The service account is determined by a secret in the k8s config.
gcloud container clusters get-credentials data-processing --region us-east1 --project mlab-sandbox
kubectl get pod etl-parser-85dc68bd86-pcqzk -o yaml | grep secretName
> default-token-f4pmb
kubectl get secret default-token-f4pmb -o yaml | less
gcloud container clusters get-credentials data-processing --region us-east1 --project mlab-sandbox && kubectl get secret default-token-f4pmb -o yaml | less
Next: How does one find the SA and associated ACLs? The token name and the UID don't seem to appear on the SA console page.
metadata: annotations: kubernetes.io/service-account.name: default kubernetes.io/service-account.uid: babbb228-fb69-11e9-933c-42010a8e020c creationTimestamp: 2019-10-30T23:05:13Z name: default-token-f4pmb namespace: default resourceVersion: "280" selfLink: /api/v1/namespaces/default/secrets/default-token-f4pmb uid: bac39308-fb69-11e9-933c-42010a8e020c
Create new node-pools with custom service account.
gcloud --project=mlab-sandbox container node-pools create parser-pool-2 --cluster=data-processing \
--num-nodes=3 --region=us-east1 --scopes storage-rw,compute-rw,bigquery,datastore \
--node-labels=parser-node2=true --enable-autorepair --enable-autoupgrade \
--machine-type=n1-standard-8 --service-account=etl-k8s-parser@mlab-sandbox.iam.gserviceaccount.com
gcloud --project=mlab-staging container node-pools create parser-pool-2 --cluster=data-processing \
--num-nodes=3 --region=us-east1 --scopes storage-rw,compute-rw,bigquery,datastore \
--node-labels=parser-node2=true --enable-autorepair --enable-autoupgrade \
--machine-type=n1-standard-8 --service-account=etl-k8s-parser@mlab-staging.iam.gserviceaccount.com
Using the new parser-pool-2 (parser-node2), GKE is unable to fetch the container from gcr.io.

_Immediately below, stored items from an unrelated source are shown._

//! Opportunity mapping stage - one micro-tool proposal per cluster.
//!
//! Real clusters are enriched from their events and originating posts,
//! then put to the model with a brutally practical prompt. Aligned
//! virtual clusters skip the model: cross-source agreement already is
//! the signal, so their opportunity is synthesized with fixed high
//! frequency/market scores. A rubric gate drops weak proposals before
//! they ever reach the scorer.

use serde::Deserialize;
use std::collections::BTreeMap;
use std::time::Instant;
use tracing::{info, warn};

use crate::error::Result;
use crate::pipeline::prompts::{fill, OPPORTUNITY_PROMPT, SYSTEM_PROMPT};
use crate::traits::ai::{Ai, ModelRole};
use crate::traits::store::{ClusterStore, EventStore, OpportunityStore};
use crate::types::{
    AlignmentStatus, Cluster, ClusterLike, MapStats, MapperConfig, Opportunity,
};

/// Quality score granted to synthesized cross-source opportunities.
const ALIGNED_QUALITY: f32 = 0.95;
/// Fixed frequency/market scores for aligned virtual clusters.
const ALIGNED_FREQUENCY: f32 = 9.0;
const ALIGNED_MARKET: f32 = 9.0;

/// Aggregated context for one real cluster.
#[derive(Debug, Default)]
pub struct ClusterEnrichment {
    /// Posts per subreddit (or source for non-reddit)
    pub subreddit_distribution: BTreeMap<String, usize>,
    pub merged_tools: Vec<String>,
    pub emotional_signals: BTreeMap<String, usize>,
    pub avg_frequency_score: f32,
    pub representative_problems: Vec<String>,
    pub representative_workarounds: Vec<String>,
    pub total_pain_score: f32,
}

/// Load and aggregate a cluster's events and posts.
pub async fn enrich_cluster<S>(store: &S, cluster: &Cluster) -> Result<ClusterEnrichment>
where
    S: EventStore,
{
    let ids: Vec<i64> = cluster.pain_event_ids.iter().copied().collect();
    let events = store.events_by_ids(&ids).await?;
    let posts = store.posts_for_events(&ids).await?;

    let mut enrichment = ClusterEnrichment::default();

    for post in &posts {
        let community = post
            .subreddit()
            .map(str::to_string)
            .unwrap_or_else(|| post.source.clone());
        *enrichment.subreddit_distribution.entry(community).or_default() += 1;
    }

    let mut frequency_sum = 0u32;
    for event in &events {
        for tool in &event.mentioned_tools {
            if !enrichment
                .merged_tools
                .iter()
                .any(|t| t.eq_ignore_ascii_case(tool))
            {
                enrichment.merged_tools.push(tool.clone());
            }
        }
        if let Some(signal) = &event.emotional_signal {
            *enrichment
                .emotional_signals
                .entry(signal.clone())
                .or_default() += 1;
        }
        frequency_sum += event.frequency_score as u32;
        enrichment.total_pain_score += event.post_pain_score;

        if !enrichment
            .representative_problems
            .iter()
            .any(|p| p.eq_ignore_ascii_case(&event.problem))
        {
            enrichment.representative_problems.push(event.problem.clone());
        }
        if let Some(workaround) = &event.current_workaround {
            if !enrichment
                .representative_workarounds
                .iter()
                .any(|w| w.eq_ignore_ascii_case(workaround))
            {
                enrichment
                    .representative_workarounds
                    .push(workaround.clone());
            }
        }
    }
    enrichment.representative_problems.truncate(5);
    enrichment.representative_workarounds.truncate(5);
    enrichment.avg_frequency_score = if events.is_empty() {
        0.0
    } else {
        frequency_sum as f32 / events.len() as f32
    };
    Ok(enrichment)
}

/// Model response for a real cluster.
#[derive(Debug, Deserialize)]
pub struct AiOpportunityResponse {
    #[serde(default)]
    pub current_tools: Vec<String>,
    #[serde(default)]
    pub missing_capability: String,
    #[serde(default)]
    pub why_existing_fail: String,
    pub opportunity: AiOpportunity,
}

#[derive(Debug, Deserialize)]
pub struct AiOpportunity {
    pub name: String,
    #[serde(default)]
    pub description: String,
    #[serde(default)]
    pub target_users: String,
    #[serde(default)]
    pub pain_frequency: f32,
    #[serde(default)]
    pub market_size: f32,
    #[serde(default)]
    pub mvp_complexity: f32,
    #[serde(default)]
    pub competition_risk: f32,
    #[serde(default)]
    pub integration_complexity: f32,
}

/// Mapper-internal quality rubric, capped at 1.0.
///
/// Low complexity and low competition score high; clusters of ten or
/// more earn the full size bonus.
pub fn quality_score(
    pain_frequency: f32,
    market_size: f32,
    mvp_complexity: f32,
    competition_risk: f32,
    integration_complexity: f32,
    cluster_size: usize,
) -> f32 {
    let size_bonus = 0.10 * (cluster_size.min(10) as f32 / 10.0);
    let score = 0.20 * (pain_frequency / 10.0)
        + 0.20 * (market_size / 10.0)
        + 0.25 * ((10.0 - mvp_complexity) / 10.0)
        + 0.20 * ((10.0 - competition_risk) / 10.0)
        + 0.15 * ((10.0 - integration_complexity) / 10.0)
        + size_bonus;
    score.min(1.0)
}

/// Rule-based tool extraction for aligned problems.
fn aligned_tools(problem: &crate::types::AlignedProblem) -> Vec<String> {
    let mut haystack = problem.core_problem.to_lowercase();
    for evidence in &problem.evidence {
        haystack.push(' ');
        haystack.push_str(&evidence.quote.to_lowercase());
    }
    ["slack", "email", "discord"]
        .iter()
        .filter(|tool| haystack.contains(**tool))
        .map(|tool| tool.to_string())
        .collect()
}

/// Synthesize the opportunity for an aligned virtual cluster.
fn synthesize_aligned(problem: &crate::types::AlignedProblem, supporting: usize) -> Opportunity {
    let insights = problem
        .sources
        .iter()
        .map(|s| format!("seen on {}", s))
        .collect::<Vec<_>>()
        .join(", ");
    Opportunity {
        id: None,
        cluster_id: problem.id.clone(),
        source_type: "aligned".into(),
        name: format!("Cross-platform: {}", problem.core_problem),
        description: format!(
            "{} The same problem surfaces independently across {} communities ({}), \
             backed by {} workflow clusters.",
            problem.core_problem,
            problem.sources.len(),
            insights,
            supporting
        ),
        target_users: format!("users across {}", problem.sources.join(" and ")),
        current_tools: aligned_tools(problem),
        missing_capability: problem.core_problem.clone(),
        why_existing_fail: problem.why_they_look_different.clone(),
        pain_frequency: ALIGNED_FREQUENCY,
        market_size: ALIGNED_MARKET,
        mvp_complexity: 5.0,
        competition_risk: 5.0,
        integration_complexity: 5.0,
        total_score: ALIGNED_QUALITY,
        killer_risks: vec![],
        recommendation: String::new(),
    }
}

/// Map every cluster (real or aligned virtual) to an opportunity.
pub async fn run_map<S, A>(
    store: &S,
    ai: &A,
    config: &MapperConfig,
    limit_clusters: usize,
) -> Result<MapStats>
where
    S: EventStore + ClusterStore + OpportunityStore,
    A: Ai,
{
    let started = Instant::now();
    let mut stats = MapStats::default();

    let clusters = store.clusters().await?;
    let problems = store.aligned_problems().await?;

    let mut worklist: Vec<ClusterLike> = Vec::new();
    // Aligned members are represented by their virtual cluster, not
    // individually.
    for cluster in &clusters {
        if cluster.alignment_status != AlignmentStatus::Aligned {
            worklist.push(ClusterLike::Real(cluster.clone()));
        }
    }
    for problem in &problems {
        let supporting: Vec<Cluster> = clusters
            .iter()
            .filter(|c| problem.cluster_ids.contains(&c.id))
            .cloned()
            .collect();
        worklist.push(ClusterLike::Aligned {
            problem: problem.clone(),
            supporting,
        });
    }
    worklist.truncate(limit_clusters);
    stats.clusters_considered = worklist.len();

    for item in &worklist {
        match item {
            ClusterLike::Real(cluster) => {
                match map_real_cluster(store, ai, config, cluster).await {
                    Ok(true) => stats.opportunities_persisted += 1,
                    Ok(false) => stats.dropped_below_quality += 1,
                    Err(err) => {
                        warn!(cluster = %cluster.id, "mapping failed: {err}");
                        stats.llm_errors += 1;
                    }
                }
            }
            ClusterLike::Aligned {
                problem,
                supporting,
            } => {
                let opportunity = synthesize_aligned(problem, supporting.len());
                store.upsert_opportunity(&opportunity).await?;
                stats.opportunities_persisted += 1;
            }
        }
    }

    stats.elapsed_secs = started.elapsed().as_secs_f64();
    info!(
        considered = stats.clusters_considered,
        persisted = stats.opportunities_persisted,
        dropped = stats.dropped_below_quality,
        "opportunity mapping complete"
    );
    Ok(stats)
}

Messing about with the etl-k8s-parser SA, by using local machine with gcloud auth and gcloud docker
gcloud auth configure-docker
gcloud auth activate-service-account etl-k8s-parser@mlab-sandbox.iam.gserviceaccount.com --key-file /Users/gfr/Downloads/mlab-sandbox-fde10b933796.json
docker pull gcr.io/mlab-sandbox/github.com/m-lab/etl:8f0f7ae9e3ec9e51c11c146a82c1601672521d9d
docker pull gcr.io/mlab-sandbox/github.com/m-lab/etl:8f0f7ae9e3ec9e51c11c146a82c1601672521d9d
8f0f7ae9e3ec9e51c11c146a82c1601672521d9d: Pulling from mlab-sandbox/github.com/m-lab/etl
Digest: sha256:0dc53a3fe84b546b347f8a372b37f64e18100ca2b93e2e890c8870938cc11061
Status: Image is up to date for gcr.io/mlab-sandbox/github.com/m-lab/etl:8f0f7ae9e3ec9e51c11c146a82c1601672521d9d
gcr.io/mlab-sandbox/github.com/m-lab/etl:8f0f7ae9e3ec9e51c11c146a82c1601672521d9d
This works. Also works with default compute engine SA, and with gfr@
Streaming inserts are expensive and have assorted other headaches. We should move to BQ Load of JSON data. The first step in this is allowing parsers to export to JSONL files in GCS instead of to BQ inserts.